We do disorganised religion really well. Even when everything is super-well-planned, something is bound to go wrong… the data projector won’t talk to the computer or the slides decide to create their own automatic timing or the children arrive AFTER the particularly funky new kid’s song we’ve introduced that morning or we’ve planned something creative for 60 people and only 16.2 rock up.
We started advertising our Sunday worship at 10ish because some people drive for more than an hour to get to church and we don’t want people to think that if they’re not going to be there AT 10am, they might as well not come. Actually, it started because the Minister has been known to be late but it’s become a “thing” and we like it. (Apparently, it also amuses the millions of drivers going past every day!)

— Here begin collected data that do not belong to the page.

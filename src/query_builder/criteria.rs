use std::fmt;

use chrono::NaiveDateTime;
use serde::{Serialize, Serializer};
use serde_json::Value as JsonValue;

use super::quote_identifier;
use crate::error::StorageError;
use crate::types::RowValues;

/// Comparison applied by a [`Criterion`].
#[derive(Debug, Clone, Copy, PartialEq, Eq)]
pub enum Operator {
    Equals,
    NotEquals,
    GreaterThan,
    LessThan,
    IsNull,
    IsNotNull,
}

/// A single `field <operator> value` filter.
#[derive(Debug, Clone, PartialEq)]
pub struct Criterion {
    field: String,
    operator: Operator,
    value: RowValues,
}

impl Criterion {
    #[must_use]
    pub fn field(&self) -> &str {
        &self.field
    }

    #[must_use]
    pub fn operator(&self) -> Operator {
        self.operator
    }

    #[must_use]
    pub fn value(&self) -> &RowValues {
        &self.value
    }

    /// Comparing with NULL through `=`/`!=` never matches, so a NULL operand turns
    /// equality into `IS NULL` and inequality into `IS NOT NULL`.
    pub(super) fn write_sql(&self, sql: &mut String, params: &mut Vec<RowValues>) {
        sql.push_str(&quote_identifier(&self.field));
        let operator = match (self.operator, self.value.is_null()) {
            (Operator::Equals, true) | (Operator::IsNull, _) => {
                sql.push_str(" IS NULL");
                return;
            }
            (Operator::NotEquals, true) | (Operator::IsNotNull, _) => {
                sql.push_str(" IS NOT NULL");
                return;
            }
            (Operator::Equals, false) => " = ?",
            (Operator::NotEquals, false) => " != ?",
            (Operator::GreaterThan, _) => " > ?",
            (Operator::LessThan, _) => " < ?",
        };
        sql.push_str(operator);
        params.push(self.value.clone());
    }
}

/// Conversion of a criterion or column value into a statement parameter.
///
/// Scalars convert directly. Composite values need a string form, either through
/// [`Stringified`] or by already being text; JSON arrays and objects are refused.
pub trait ToParameter {
    /// # Errors
    /// Returns `StorageError::IncorrectParameterCast` if the value has no scalar form.
    fn to_parameter(self) -> Result<RowValues, StorageError>;
}

macro_rules! scalar_parameter {
    ($($ty:ty),* $(,)?) => {
        $(
            impl ToParameter for $ty {
                fn to_parameter(self) -> Result<RowValues, StorageError> {
                    Ok(RowValues::from(self))
                }
            }
        )*
    };
}

scalar_parameter!(i64, i32, f64, bool, &str, String, Vec<u8>, NaiveDateTime);

impl ToParameter for i16 {
    fn to_parameter(self) -> Result<RowValues, StorageError> {
        Ok(RowValues::Int(i64::from(self)))
    }
}

impl ToParameter for u32 {
    fn to_parameter(self) -> Result<RowValues, StorageError> {
        Ok(RowValues::Int(i64::from(self)))
    }
}

impl ToParameter for f32 {
    fn to_parameter(self) -> Result<RowValues, StorageError> {
        Ok(RowValues::Float(f64::from(self)))
    }
}

impl ToParameter for &String {
    fn to_parameter(self) -> Result<RowValues, StorageError> {
        Ok(RowValues::Text(self.clone()))
    }
}

impl ToParameter for RowValues {
    fn to_parameter(self) -> Result<RowValues, StorageError> {
        Ok(self)
    }
}

impl<T: ToParameter> ToParameter for Option<T> {
    fn to_parameter(self) -> Result<RowValues, StorageError> {
        self.map_or(Ok(RowValues::Null), ToParameter::to_parameter)
    }
}

impl ToParameter for JsonValue {
    fn to_parameter(self) -> Result<RowValues, StorageError> {
        json_to_parameter("value", self)
    }
}

/// Scalar parameter for a JSON value; `key` names it in the error message.
pub(super) fn json_to_parameter(key: &str, value: JsonValue) -> Result<RowValues, StorageError> {
    match value {
        JsonValue::Null => Ok(RowValues::Null),
        JsonValue::Bool(b) => Ok(RowValues::Bool(b)),
        JsonValue::Number(n) => Ok(n
            .as_i64()
            .map_or_else(|| RowValues::Float(n.as_f64().unwrap_or(f64::NAN)), RowValues::Int)),
        JsonValue::String(s) => Ok(RowValues::Text(s)),
        JsonValue::Array(_) => Err(scalar_expected(key, "array")),
        JsonValue::Object(_) => Err(scalar_expected(key, "object")),
    }
}

fn scalar_expected(key: &str, given: &str) -> StorageError {
    StorageError::IncorrectParameterCast(format!(
        "The \"{key}\" property must contain a scalar value. \"{given}\" given"
    ))
}

/// Binds any [`Display`](fmt::Display) value (identifiers, money, enums) as its text form.
///
/// ```rust
/// use storage_sql::prelude::*;
///
/// struct OrderId(u64);
/// impl std::fmt::Display for OrderId {
///     fn fmt(&self, f: &mut std::fmt::Formatter<'_>) -> std::fmt::Result {
///         write!(f, "order-{}", self.0)
///     }
/// }
///
/// let c = equals_criteria("id", Stringified(OrderId(7)))?;
/// assert_eq!(c.value(), &RowValues::Text("order-7".into()));
/// # Ok::<(), StorageError>(())
/// ```
#[derive(Debug, Clone, Copy, PartialEq, Eq)]
pub struct Stringified<T>(pub T);

impl<T: fmt::Display> ToParameter for Stringified<T> {
    fn to_parameter(self) -> Result<RowValues, StorageError> {
        Ok(RowValues::Text(self.0.to_string()))
    }
}

/// Serializes as the display string, so records holding one bind as text.
impl<T: fmt::Display> Serialize for Stringified<T> {
    fn serialize<S: Serializer>(&self, serializer: S) -> Result<S::Ok, S::Error> {
        serializer.collect_str(&self.0)
    }
}

fn criterion(
    field: &str,
    operator: Operator,
    value: impl ToParameter,
) -> Result<Criterion, StorageError> {
    Ok(Criterion {
        field: field.to_string(),
        operator,
        value: value.to_parameter()?,
    })
}

/// `field = value` (`field IS NULL` for a NULL value).
///
/// # Errors
/// Returns `StorageError::IncorrectParameterCast` if `value` has no scalar form.
pub fn equals_criteria(field: &str, value: impl ToParameter) -> Result<Criterion, StorageError> {
    criterion(field, Operator::Equals, value)
}

/// `field != value` (`field IS NOT NULL` for a NULL value).
///
/// # Errors
/// Returns `StorageError::IncorrectParameterCast` if `value` has no scalar form.
pub fn not_equals_criteria(
    field: &str,
    value: impl ToParameter,
) -> Result<Criterion, StorageError> {
    criterion(field, Operator::NotEquals, value)
}

/// `field > value`.
///
/// # Errors
/// Returns `StorageError::IncorrectParameterCast` if `value` has no scalar form.
pub fn greater_than_criteria(
    field: &str,
    value: impl ToParameter,
) -> Result<Criterion, StorageError> {
    criterion(field, Operator::GreaterThan, value)
}

/// `field < value`.
///
/// # Errors
/// Returns `StorageError::IncorrectParameterCast` if `value` has no scalar form.
pub fn less_than_criteria(field: &str, value: impl ToParameter) -> Result<Criterion, StorageError> {
    criterion(field, Operator::LessThan, value)
}

#[must_use]
pub fn is_null_criteria(field: &str) -> Criterion {
    Criterion {
        field: field.to_string(),
        operator: Operator::IsNull,
        value: RowValues::Null,
    }
}

#[must_use]
pub fn is_not_null_criteria(field: &str) -> Criterion {
    Criterion {
        field: field.to_string(),
        operator: Operator::IsNotNull,
        value: RowValues::Null,
    }
}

Theologically, we lean towards the “progressive” end of things. This means that we bring our brains to church and expect our faith and understanding to be challenged – we won’t tell you what to think, but you may discover a new way of thinking about the Bible and God and Jesus and all that stuff. We tend to have more questions than answers and we don’t always agree with one another. We’re committed to living in love and grace – not just talking about it. We are guided by the life and teachings of Jesus, the Christ but we are open to other sacred teachings and wisdom. We believe in justice and peace for all – including our planet and everything on it. We don’t require labels based on colour, gender, sexual orientation, belief system, social class, shoe size or anything else – but we do wear name tags.

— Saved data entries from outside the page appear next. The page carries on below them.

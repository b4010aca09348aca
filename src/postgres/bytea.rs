/// Decode the textual `bytea` output formats back into raw bytes.
///
/// Understands the hex format (`\x4142`) and the legacy escape format (`A\102\\`).
/// Returns `None` when `text` is in neither format, so the caller can pass it through.
///
/// ```rust
/// use storage_sql::postgres::decode_bytea_text;
///
/// assert_eq!(decode_bytea_text(r"\x4142ff").as_deref(), Some(&b"AB\xff"[..]));
/// assert_eq!(decode_bytea_text(r"A\102\\").as_deref(), Some(&b"AB\\"[..]));
/// assert_eq!(decode_bytea_text(r"\9"), None);
/// ```
#[must_use]
pub fn decode_bytea_text(text: &str) -> Option<Vec<u8>> {
    match text.strip_prefix("\\x") {
        Some(hex) => decode_hex(hex),
        None => decode_escape(text.as_bytes()),
    }
}

fn decode_hex(hex: &str) -> Option<Vec<u8>> {
    // whitespace may separate digit pairs
    let digits: Vec<u8> = hex.bytes().filter(|b| !b.is_ascii_whitespace()).collect();
    if digits.len() % 2 != 0 {
        return None;
    }
    digits
        .chunks_exact(2)
        .map(|pair| Some((hex_digit(pair[0])? << 4) | hex_digit(pair[1])?))
        .collect()
}

fn hex_digit(b: u8) -> Option<u8> {
    match b {
        b'0'..=b'9' => Some(b - b'0'),
        b'a'..=b'f' => Some(b - b'a' + 10),
        b'A'..=b'F' => Some(b - b'A' + 10),
        _ => None,
    }
}

fn decode_escape(raw: &[u8]) -> Option<Vec<u8>> {
    let mut out = Vec::with_capacity(raw.len());
    let mut idx = 0;
    while idx < raw.len() {
        if raw[idx] != b'\\' {
            out.push(raw[idx]);
            idx += 1;
            continue;
        }
        match raw.get(idx + 1..idx + 4) {
            _ if raw.get(idx + 1) == Some(&b'\\') => {
                out.push(b'\\');
                idx += 2;
            }
            Some([a @ b'0'..=b'3', b @ b'0'..=b'7', c @ b'0'..=b'7']) => {
                out.push(((a - b'0') << 6) | ((b - b'0') << 3) | (c - b'0'));
                idx += 4;
            }
            _ => return None,
        }
    }
    Some(out)
}
//! Drain a [`ResultSet`] into rows.

use crate::error::StorageError;
use crate::results::{ResultSet, Row};

/// Collect every remaining row; an empty result yields an empty vector.
///
/// # Errors
/// Returns `StorageError::ResultSetIterationFailed` if a row cannot be read.
pub fn fetch_all(result: &mut ResultSet) -> Result<Vec<Row>, StorageError> {
    let mut rows = Vec::new();
    while result.advance()? {
        if let Some(row) = result.current() {
            rows.push(row.clone());
        }
    }
    Ok(rows)
}

/// The single row of a result, or `None` when it is empty.
///
/// ```rust
/// use storage_sql::prelude::*;
///
/// let mut rs = ResultSet::from_rows(
///     vec!["id".to_string()],
///     vec![vec![RowValues::Int(1)], vec![RowValues::Int(2)]],
/// );
/// let err = fetch_one(&mut rs).unwrap_err();
/// assert_eq!(
///     err.to_string(),
///     "A single record was requested, but the result of the query execution contains several (\"2\")"
/// );
/// ```
///
/// # Errors
/// Returns `StorageError::OneResultExpected` when the result holds more than one row, and
/// `StorageError::ResultSetIterationFailed` if a row cannot be read.
pub fn fetch_one(result: &mut ResultSet) -> Result<Option<Row>, StorageError> {
    let mut rows = fetch_all(result)?;
    if rows.len() > 1 {
        return Err(StorageError::OneResultExpected(format!(
            "A single record was requested, but the result of the query execution contains several (\"{}\")",
            rows.len()
        )));
    }
    Ok(rows.pop())
}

We are fabulous but we are not perfect and we don’t meet everyone’s needs. In fact, to paraphrase Nadia Boltz-Weber in Pastrix: the Cranky, Beautiful Faith of a Sinner & Saint (Jericho, 2013), “We will disappoint you. It’s a matter of when, not if. We will let you down or (the Minister) will say something stupid and hurt your feelings.” We don’t always get it right… we’re incredibly human and fallible. When this happens, as it does in almost every church including House for All Sinners and Saints (Nadia’s church) and in ours, Nadia goes on to say, “I then invite them on this side of their inevitable disappointment to decide if they’ll stick around after it happens. If they choose to leave when we don’t meet their expectations, they won’t get to see how the grace of God can come in and fill the holes left by our community’s failure, and that’s just too beautiful and too real to miss.”
So… there you go!
There’s LOTS more but… meh… just come along… it’s more fun than reading.